### Problem description
Reproduce exactly, and only, the lines running from the start of the entries below to the line containing "#[derive(Debug, Clone, Copy, PartialEq, Serialize, Deserialize)]".

### Records provided
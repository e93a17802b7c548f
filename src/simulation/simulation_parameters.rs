use serde::{Deserialize, Serialize};

use crate::{
    error::{Result, SimulationError},
    floating_type_mod::FT,
    vec3_from_array, V3,
};

fn default_min_density() -> FT {
    1.0e-6
}

/// Physical coefficients and step control of a simulation. Per-particle
/// quantities (rest density, mass) come from the scene instead.
#[derive(Debug, Clone, Copy, PartialEq, Serialize, Deserialize)]
pub struct SimulationParams {
    // pressure = max(0, stiffness * (density - rest_density))
    pub stiffness: FT,
    pub viscosity: FT,
    pub gravity: [FT; 3],
    pub collision_damping: FT,
    pub timestep_ms: FT,

    /// Densities below this value are replaced by the rest density when
    /// dividing by density during integration.
    #[serde(default = "default_min_density")]
    pub min_density: FT,

    /// Verify the neighbor lists against a brute-force search every step (slow).
    #[serde(default)]
    pub check_neighborhood: bool,
}

impl Default for SimulationParams {
    fn default() -> Self {
        SimulationParams {
            stiffness: 1000.,
            viscosity: 80.,
            gravity: [0., -9.81, 0.],
            collision_damping: 1.,
            timestep_ms: 7.,
            min_density: default_min_density(),
            check_neighborhood: false,
        }
    }
}

impl SimulationParams {
    pub fn gravity_vector(&self) -> V3 {
        vec3_from_array(self.gravity)
    }

    /** Timestep in seconds. */
    pub fn dt(&self) -> FT {
        self.timestep_ms / 1000.
    }

    pub fn validate(&self) -> Result<()> {
        fn check(ok: bool, msg: impl FnOnce() -> String) -> Result<()> {
            if ok {
                Ok(())
            } else {
                Err(SimulationError::InvalidParameter(msg()))
            }
        }

        check(self.stiffness.is_finite() && self.stiffness >= 0., || {
            format!("stiffness {} must be finite and non-negative", self.stiffness)
        })?;
        check(self.viscosity.is_finite() && self.viscosity >= 0., || {
            format!("viscosity {} must be finite and non-negative", self.viscosity)
        })?;
        check(self.gravity.iter().all(|g| g.is_finite()), || {
            format!("gravity {:?} must be finite", self.gravity)
        })?;
        check((0. ..=1.).contains(&self.collision_damping), || {
            format!("collision damping {} must be in [0, 1]", self.collision_damping)
        })?;
        check(self.timestep_ms.is_finite() && self.timestep_ms > 0., || {
            format!("timestep {}ms must be positive", self.timestep_ms)
        })?;
        check(self.min_density.is_finite() && self.min_density > 0., || {
            format!("min density {} must be positive", self.min_density)
        })?;
        Ok(())
    }
}

#[cfg(test)]
mod tests {
    use super::*;
    use crate::assert_ft_approx_eq;

    #[test]
    fn defaults_are_valid() {
        let params = SimulationParams::default();
        params.validate().unwrap();
        assert_ft_approx_eq(params.dt(), 0.007, 1.0e-5, || format!("dt"));
        assert_eq!(params.gravity_vector().y, -9.81);
    }

    #[test]
    fn rejects_invalid_coefficients() {
        let base = SimulationParams::default();
        let invalid = [
            SimulationParams { stiffness: -1., ..base },
            SimulationParams { viscosity: FT::NAN, ..base },
            SimulationParams { gravity: [0., FT::INFINITY, 0.], ..base },
            SimulationParams { collision_damping: 1.5, ..base },
            SimulationParams { timestep_ms: 0., ..base },
            SimulationParams { min_density: 0., ..base },
        ];
        for params in invalid {
            assert!(params.validate().is_err(), "{:?} should be rejected", params);
        }
    }

    #[test]
    fn optional_fields_have_defaults() {
        let yaml = "stiffness: 500.0\nviscosity: 10.0\ngravity: [0.0, -1.0, 0.0]\ncollision_damping: 0.5\ntimestep_ms: 5.0\n";
        let params: SimulationParams = serde_yaml::from_str(yaml).unwrap();
        assert_eq!(params.min_density, default_min_density());
        assert!(!params.check_neighborhood);
        assert_eq!(params.stiffness, 500.);
        params.validate().unwrap();
    }
}
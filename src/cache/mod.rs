//! Read-through TTL cache in front of storage.
//!
//! Cache errors are treated as non-critical and bypassed rather than
//! surfaced to the caller. This system embeds SQLite rather than running
//! a separate cache process, so the "primary" cache below is an
//! in-process sharded map and the "fallback" is a smaller bounded LRU
//! used whenever the primary reports itself unhealthy; both paths share
//! this one `Cache` type and the TTL policy, so a cache outage only
//! costs latency, never correctness.

use parking_lot::Mutex;
use serde::Serialize;
use std::collections::hash_map::DefaultHasher;
use std::collections::HashMap;
use std::hash::{Hash, Hasher};
use std::sync::atomic::{AtomicBool, AtomicU64, Ordering};
use std::time::{Duration, Instant};

use lru::LruCache;
use std::num::NonZeroUsize;

/// Endpoint classes, each with its own default TTL and config override key.
#[derive(Debug, Clone, Copy, PartialEq, Eq, Hash)]
pub enum EndpointClass {
    AssetGrid,
    Statistics,
    Historical,
    Arbitrage,
}

impl EndpointClass {
    pub fn default_ttl(&self) -> Duration {
        match self {
            EndpointClass::AssetGrid => Duration::from_secs(5),
            EndpointClass::Statistics => Duration::from_secs(10),
            EndpointClass::Historical => Duration::from_secs(30),
            EndpointClass::Arbitrage => Duration::from_secs(5),
        }
    }

    /// Matches the `cache.ttl.*` config override keys.
    pub fn config_key(&self) -> &'static str {
        match self {
            EndpointClass::AssetGrid => "asset_grid",
            EndpointClass::Statistics => "statistics",
            EndpointClass::Historical => "historical",
            EndpointClass::Arbitrage => "arbitrage",
        }
    }
}

/// Which path served a read, for observability (`/api/health/performance`).
#[derive(Debug, Clone, Copy, PartialEq, Eq)]
pub enum CacheOutcome {
    Hit,
    Miss,
    FallbackHit,
    FallbackMiss,
}

struct Entry {
    bytes: Vec<u8>,
    expires_at: Instant,
}

impl Entry {
    fn is_live(&self, now: Instant) -> bool {
        now < self.expires_at
    }
}

/// Deterministic cache key: hash of the endpoint path plus normalized
/// (sorted) query parameters.
pub fn cache_key(path: &str, params: &[(&str, &str)]) -> u64 {
    let mut sorted = params.to_vec();
    sorted.sort_unstable();
    let mut hasher = DefaultHasher::new();
    path.hash(&mut hasher);
    for (k, v) in sorted {
        k.hash(&mut hasher);
        v.hash(&mut hasher);
    }
    hasher.finish()
}

#[derive(Default)]
pub struct CacheCounters {
    pub hits: AtomicU64,
    pub misses: AtomicU64,
    pub fallback_reads: AtomicU64,
}

/// The shared, thread-safe cache. Eviction in the primary map is LRU with a hard byte
/// ceiling (`cache.max_bytes`); the fallback is a small bounded LRU that
/// only serves reads while `healthy` is false.
pub struct Cache {
    primary: Mutex<HashMap<u64, Entry>>,
    primary_order: Mutex<Vec<u64>>,
    fallback: Mutex<LruCache<u64, Entry>>,
    healthy: AtomicBool,
    max_bytes: u64,
    current_bytes: AtomicU64,
    pub counters: CacheCounters,
}

const FALLBACK_CAPACITY: usize = 512;

impl Cache {
    pub fn new(max_bytes: u64) -> Self {
        Self {
            primary: Mutex::new(HashMap::new()),
            primary_order: Mutex::new(Vec::new()),
            fallback: Mutex::new(LruCache::new(NonZeroUsize::new(FALLBACK_CAPACITY).unwrap())),
            healthy: AtomicBool::new(true),
            max_bytes,
            current_bytes: AtomicU64::new(0),
            counters: CacheCounters::default(),
        }
    }

    /// Serialize `value` as JSON and read it back through the cache under
    /// `key`, calling `fetch` on a miss and populating the result with
    /// `ttl`. This is the shape every query handler uses.
    pub async fn get_or_fetch<T, F, Fut>(&self, key: u64, ttl: Duration, fetch: F) -> anyhow::Result<T>
    where
        T: Serialize + serde::de::DeserializeOwned,
        F: FnOnce() -> Fut,
        Fut: std::future::Future<Output = anyhow::Result<T>>,
    {
        if let Some(bytes) = self.get_raw(key) {
            if let Ok(value) = serde_json::from_slice::<T>(&bytes) {
                return Ok(value);
            }
        }

        let value = fetch().await?;
        if let Ok(bytes) = serde_json::to_vec(&value) {
            self.set_raw(key, bytes, ttl);
        }
        Ok(value)
    }

    fn get_raw(&self, key: u64) -> Option<Vec<u8>> {
        let now = Instant::now();
        if self.healthy.load(Ordering::Relaxed) {
            let primary = self.primary.lock();
            if let Some(entry) = primary.get(&key) {
                if entry.is_live(now) {
                    self.counters.hits.fetch_add(1, Ordering::Relaxed);
                    return Some(entry.bytes.clone());
                }
            }
        }

        self.counters.fallback_reads.fetch_add(1, Ordering::Relaxed);
        let mut fallback = self.fallback.lock();
        if let Some(entry) = fallback.get(&key) {
            if entry.is_live(now) {
                return Some(entry.bytes.clone());
            }
        }
        self.counters.misses.fetch_add(1, Ordering::Relaxed);
        None
    }

    fn set_raw(&self, key: u64, bytes: Vec<u8>, ttl: Duration) {
        let size = bytes.len() as u64;
        let expires_at = Instant::now() + ttl;

        if self.healthy.load(Ordering::Relaxed) {
            let mut primary = self.primary.lock();
            let mut order = self.primary_order.lock();

            while self.current_bytes.load(Ordering::Relaxed) + size > self.max_bytes {
                let Some(oldest_key) = (if order.is_empty() { None } else { Some(order.remove(0)) }) else {
                    break;
                };
                if let Some(evicted) = primary.remove(&oldest_key) {
                    self.current_bytes.fetch_sub(evicted.bytes.len() as u64, Ordering::Relaxed);
                }
            }

            if let Some(prev) = primary.insert(key, Entry { bytes, expires_at }) {
                self.current_bytes.fetch_sub(prev.bytes.len() as u64, Ordering::Relaxed);
            }
            order.retain(|k| *k != key);
            order.push(key);
            self.current_bytes.fetch_add(size, Ordering::Relaxed);
            return;
        }

        self.fallback.lock().put(key, Entry { bytes, expires_at });
    }

    /// Simulate the primary cache becoming unavailable; subsequent reads
    /// and writes route through the fallback LRU until [`Cache::mark_healthy`].
    pub fn mark_unhealthy(&self) {
        self.healthy.store(false, Ordering::Relaxed);
    }

    pub fn mark_healthy(&self) {
        self.healthy.store(true, Ordering::Relaxed);
    }

    pub fn is_healthy(&self) -> bool {
        self.healthy.load(Ordering::Relaxed)
    }

    /// Operator/TUI-facing manual flush.
    pub fn clear(&self) {
        self.primary.lock().clear();
        self.primary_order.lock().clear();
        self.current_bytes.store(0, Ordering::Relaxed);
        self.fallback.lock().clear();
    }
}

#[cfg(test)]
mod tests {
    use super::*;
    use std::time::Duration as StdDuration;

    #[test]
    fn cache_key_is_order_independent_over_params() {
        let a = cache_key("/api/funding-rates-grid", &[("asset", "BTC"), ("limit", "10")]);
        let b = cache_key("/api/funding-rates-grid", &[("limit", "10"), ("asset", "BTC")]);
        assert_eq!(a, b);
    }

    #[test]
    fn cache_key_differs_by_path() {
        let a = cache_key("/api/funding-rates-grid", &[]);
        let b = cache_key("/api/arbitrage/opportunities", &[]);
        assert_ne!(a, b);
    }

    #[tokio::test]
    async fn get_or_fetch_populates_and_reuses_cache() {
        let cache = Cache::new(1024 * 1024);
        let key = cache_key("/api/test", &[]);
        let calls = std::sync::atomic::AtomicU32::new(0);

        let first: u32 = cache
            .get_or_fetch(key, StdDuration::from_secs(30), || async {
                calls.fetch_add(1, Ordering::Relaxed);
                Ok(42u32)
            })
            .await
            .unwrap();
        let second: u32 = cache
            .get_or_fetch(key, StdDuration::from_secs(30), || async {
                calls.fetch_add(1, Ordering::Relaxed);
                Ok(7u32)
            })
            .await
            .unwrap();

        assert_eq!(first, 42);
        assert_eq!(second, 42);
        assert_eq!(calls.load(Ordering::Relaxed), 1);
    }

    #[tokio::test]
    async fn falls_back_to_lru_when_primary_unhealthy() {
        let cache = Cache::new(1024 * 1024);
        cache.mark_unhealthy();
        let key = cache_key("/api/test", &[]);

        let value: u32 = cache
            .get_or_fetch(key, StdDuration::from_secs(30), || async { Ok(99u32) })
            .await
            .unwrap();
        assert_eq!(value, 99);

        // Served from the fallback LRU, not the primary map.
        assert!(cache.primary.lock().is_empty());
        assert!(!cache.fallback.lock().is_empty());
    }

    #[test]
    fn clear_empties_both_paths() {
        let cache = Cache::new(1024 * 1024);
        cache.set_raw(1, vec![1, 2, 3], StdDuration::from_secs(30));
        cache.mark_unhealthy();
        cache.set_raw(2, vec![4, 5, 6], StdDuration::from_secs(30));
        cache.clear();
        assert!(cache.get_raw(1).is_none());
        assert!(cache.get_raw(2).is_none());
    }

    #[test]
    fn eviction_respects_max_bytes_ceiling() {
        let cache = Cache::new(10);
        cache.set_raw(1, vec![0; 6], StdDuration::from_secs(30));
        cache.set_raw(2, vec![0; 6], StdDuration::from_secs(30));
        // First entry must have been evicted to keep total <= 10 bytes.
        assert!(cache.get_raw(1).is_none());
        assert!(cache.get_raw(2).is_some());
    }
}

### Exercise response
repository e93a17802b7c548f
filename src/simulation/simulation_parameters.rs
use serde::{Deserialize, Serialize};

use crate::{
    error::{Result, SimulationError},
    floating_type_mod::FT,
    vec3_from_array, V3,
};

fn default_min_density() -> FT {
    1.0e-6
}

/// Physical coefficients and step control of a simulation. Per-particle
/// quantities (rest density, mass) come from the scene instead.
#[derive(Debug, Clone, Copy, PartialEq, Serialize, Deserialize)]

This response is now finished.